● **Goal of the exercise**: How many lines in the records below contain the word "hands"? Reply with that number only.

● **Data excerpts**:
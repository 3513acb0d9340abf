//! Tile queue over the image (§4.2): hands work out to render-thread
//! workers, one tile at a time, never revisiting a tile within a pass.

use std::collections::VecDeque;

use rand::seq::SliceRandom;

use crate::{Bounds2i, Point2i};

#[derive(Clone, Copy, Debug, PartialEq, Eq)]
pub enum TilesOrder {
    Linear,
    Random,
    CentreRandom,
}

/// Splits `region` into `tile_size`-pixel tiles, subdividing the last
/// `2 * workers` of them (halved, then quartered for the final `workers`)
/// so stragglers at the end of a pass are finer-grained, then hands them out
/// through `next()`. Never revisits a tile within the same pass; call
/// [`ImageSplitter::reset`] to start a new one.
pub struct ImageSplitter {
    region: Bounds2i,
    tile_size: i32,
    workers: usize,
    order: TilesOrder,
    queue: VecDeque<Bounds2i>,
}

impl ImageSplitter {
    pub fn new(region: Bounds2i, tile_size: i32, workers: usize, order: TilesOrder) -> Self {
        let mut splitter = Self {
            region,
            tile_size,
            workers: workers.max(1),
            order,
            queue: VecDeque::new(),
        };
        splitter.reset();
        splitter
    }

    /// Rebuilds the tile queue for a fresh pass (`Film::begin_pass` calls
    /// this so every pass re-covers the full region).
    pub fn reset(&mut self) {
        let mut tiles: Vec<Bounds2i> = self.region.iter_tiles(self.tile_size).collect();

        match self.order {
            TilesOrder::Linear => {}
            TilesOrder::Random => {
                tiles.shuffle(&mut rand::thread_rng());
            }
            TilesOrder::CentreRandom => {
                tiles.shuffle(&mut rand::thread_rng());
                let centre = self.region.centre();
                tiles.sort_by(|a, b| {
                    dist2_to_centre(*a, centre)
                        .partial_cmp(&dist2_to_centre(*b, centre))
                        .unwrap()
                });
            }
        }

        let tail_count = (2 * self.workers).min(tiles.len());
        let tail = tiles.split_off(tiles.len() - tail_count);
        let halve_count = tail_count - (self.workers.min(tail_count));

        let mut subdivided = Vec::new();
        for (i, tile) in tail.into_iter().enumerate() {
            let sub_size = if i < halve_count {
                (self.tile_size / 2).max(1)
            } else {
                (self.tile_size / 4).max(1)
            };
            subdivided.extend(tile.iter_tiles(sub_size));
        }

        tiles.extend(subdivided);
        self.queue = tiles.into();
    }

    /// Thread-safe one-at-a-time pop; callers typically wrap an
    /// `ImageSplitter` in a `Mutex` (as [`crate::film::Film`] does) and call
    /// this while holding the lock just long enough to pop.
    pub fn next(&mut self) -> Option<Bounds2i> {
        self.queue.pop_front()
    }

    pub fn remaining(&self) -> usize {
        self.queue.len()
    }
}

fn dist2_to_centre(tile: Bounds2i, centre: Point2i) -> i64 {
    let c = tile.centre();
    let dx = (c.x - centre.x) as i64;
    let dy = (c.y - centre.y) as i64;
    dx * dx + dy * dy
}

#[cfg(test)]
mod tests {
    use super::*;

    #[test]
    fn linear_covers_every_pixel_exactly_once() {
        let region = Bounds2i::with_bounds(Point2i::new(0, 0), Point2i::new(40, 20));
        let mut splitter = ImageSplitter::new(region, 16, 1, TilesOrder::Linear);
        let mut seen = vec![false; 40 * 20];
        while let Some(tile) = splitter.next() {
            for p in tile.iter_points() {
                let idx = (p.y * 40 + p.x) as usize;
                assert!(!seen[idx], "pixel {:?} covered twice", p);
                seen[idx] = true;
            }
        }
        assert!(seen.iter().all(|&s| s));
    }

    #[test]
    fn tail_tiles_are_subdivided() {
        let region = Bounds2i::with_bounds(Point2i::new(0, 0), Point2i::new(64, 64));
        let mut splitter = ImageSplitter::new(region, 32, 1, TilesOrder::Linear);
        // 4 base tiles, 2*workers=2 of them subdivided (1 halved, 1 quartered).
        let mut count = 0;
        while splitter.next().is_some() {
            count += 1;
        }
        assert!(count > 4, "expected tail subdivision to add tiles, got {}", count);
    }

    #[test]
    fn reset_allows_a_second_full_pass() {
        let region = Bounds2i::with_bounds(Point2i::new(0, 0), Point2i::new(32, 32));
        let mut splitter = ImageSplitter::new(region, 16, 1, TilesOrder::Random);
        let first_pass = std::iter::from_fn(|| splitter.next()).count();
        splitter.reset();
        let second_pass = std::iter::from_fn(|| splitter.next()).count();
        assert_eq!(first_pass, second_pass);
    }
}
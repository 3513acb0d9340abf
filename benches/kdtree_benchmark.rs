use std::sync::Arc;

use criterion::{criterion_group, criterion_main, Criterion};

use corelight::accel::KdTreeAccel;
use corelight::primitive::Primitive;
use corelight::shapes::sphere::Sphere;
use corelight::{vec3f, Ray, Transform};

struct SpherePrim(Arc<Sphere<Transform>>);

impl Primitive for SpherePrim {
    fn world_bound(&self) -> corelight::Bounds3f {
        self.0.world_bound()
    }
    fn intersect(&self, ray: &mut Ray) -> Option<corelight::SurfaceInteraction> {
        let (t, mut si) = self.0.intersect(ray)?;
        ray.t_max = t;
        si.primitive = Some(self);
        Some(si)
    }
    fn intersect_test(&self, ray: &Ray) -> bool {
        self.0.intersect_test(ray)
    }
    fn material(&self) -> Option<&dyn corelight::material::Material> {
        None
    }
    fn area_light(&self) -> Option<&dyn corelight::light::AreaLight> {
        None
    }
    fn light_arc_cloned(&self) -> Option<Arc<dyn corelight::light::Light>> {
        None
    }
}

fn grid_of_spheres(n_per_axis: i32) -> Vec<Arc<dyn Primitive>> {
    let mut prims: Vec<Arc<dyn Primitive>> = Vec::new();
    for x in 0..n_per_axis {
        for y in 0..n_per_axis {
            for z in 0..n_per_axis {
                let tf = Transform::translate(vec3f!(x as f32 * 3.0, y as f32 * 3.0, z as f32 * 3.0));
                let sphere = Arc::new(Sphere::whole(tf, tf.inverse(), 1.0));
                prims.push(Arc::new(SpherePrim(sphere)));
            }
        }
    }
    prims
}

fn bench_build(c: &mut Criterion) {
    c.bench_function("kdtree_build_1000_spheres", |b| {
        b.iter(|| {
            let prims = grid_of_spheres(10);
            KdTreeAccel::build(prims)
        });
    });
}

fn bench_intersect(c: &mut Criterion) {
    let prims = grid_of_spheres(10);
    let (tree, _stats) = KdTreeAccel::build(prims);

    c.bench_function("kdtree_intersect_diagonal_rays", |b| {
        b.iter(|| {
            let mut ray = Ray::new(corelight::point3f!(-5.0, -5.0, -5.0), vec3f!(1.0, 1.0, 1.0));
            tree.intersect(&mut ray)
        });
    });
}

criterion_group!(benches, bench_build, bench_intersect);
criterion_main!(benches);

● **Solution for this task**: 2